Just out of curiosity, which package is that? I'm seeing a much bigger
difference between dropped caches and the following run (from ~6-7
seconds of uncached down to ~0.5s on the next run)
I bet if you traced it, the majority of time is waiting for rpm to
return queries about the spec file.
Well, here's what I see after drop_caches=3 from 'strace -tt fedpkg
verrel' on kernel.spec which is one of the most complicated specs in
Fedora land:
09:09:06.928011 fedpkg exec
09:09:12.699345 python imports done
09:09:13.510192 rpm exec
09:09:15.345425 rpm exit
09:09:15.385441 fedpkg exit
So by the look of things, 2/3 of the execution time is spent importing
python modules.
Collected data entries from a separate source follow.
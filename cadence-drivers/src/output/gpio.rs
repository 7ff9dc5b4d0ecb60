//! Discrete outputs on direct GPIO

use cadence_core::periph::OutputBackend;
use cadence_core::signals::{PinFunction, PortKind};
use cadence_hal::GpioPort;

use super::OutputMap;

/// Writes go straight to the port; nothing is buffered
pub struct GpioOutputs<G> {
    gpio: G,
    map: OutputMap,
}

impl<G: GpioPort> GpioOutputs<G> {
    pub fn new(gpio: G, map: OutputMap) -> Self {
        Self { gpio, map }
    }

    pub fn gpio(&self) -> &G {
        &self.gpio
    }
}

impl<G: GpioPort> OutputBackend for GpioOutputs<G> {
    fn port(&self) -> PortKind {
        PortKind::Gpio
    }

    #[inline]
    fn set(&mut self, function: PinFunction, high: bool) {
        if let Some(pin) = self.map.pin(function) {
            self.gpio.write_pin(pin, high);
        }
    }

    fn get(&self, function: PinFunction) -> Option<bool> {
        let pin = self.map.pin(function)?;
        Some(self.gpio.output_state() & (1 << pin) != 0)
    }
}
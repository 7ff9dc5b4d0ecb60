//! Analog input abstraction

/// ADC channel reader
pub trait AnalogInput {
    /// Read the raw conversion result of the input on GPIO `pin`
    ///
    /// Returns `None` if the pin has no ADC channel or the conversion failed.
    fn read(&mut self, pin: u8) -> Option<u16>;

    /// Full-scale conversion result
    fn full_scale(&self) -> u16 {
        (1 << 12) - 1
    }
}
The rpm execution time is heavily dependent on what the
spec actually does, eg in case of kernel.spec this includes ~50
fork+execs of shell, getconf and two python invocations from executing
shell macros.
From plain rpmspec parsing POV (shell macros aside), at top of
callgrind charts sits the rpm bad performance hallmark pattern of
repeated insert/delete, qsort and bsearch cycles (on macros). Changing
the macros engine to use a hash table instead has been on my todo list
for some time now, just not very high in the priorities as spec parse
isn't exactly the most time-critical thing rpm does.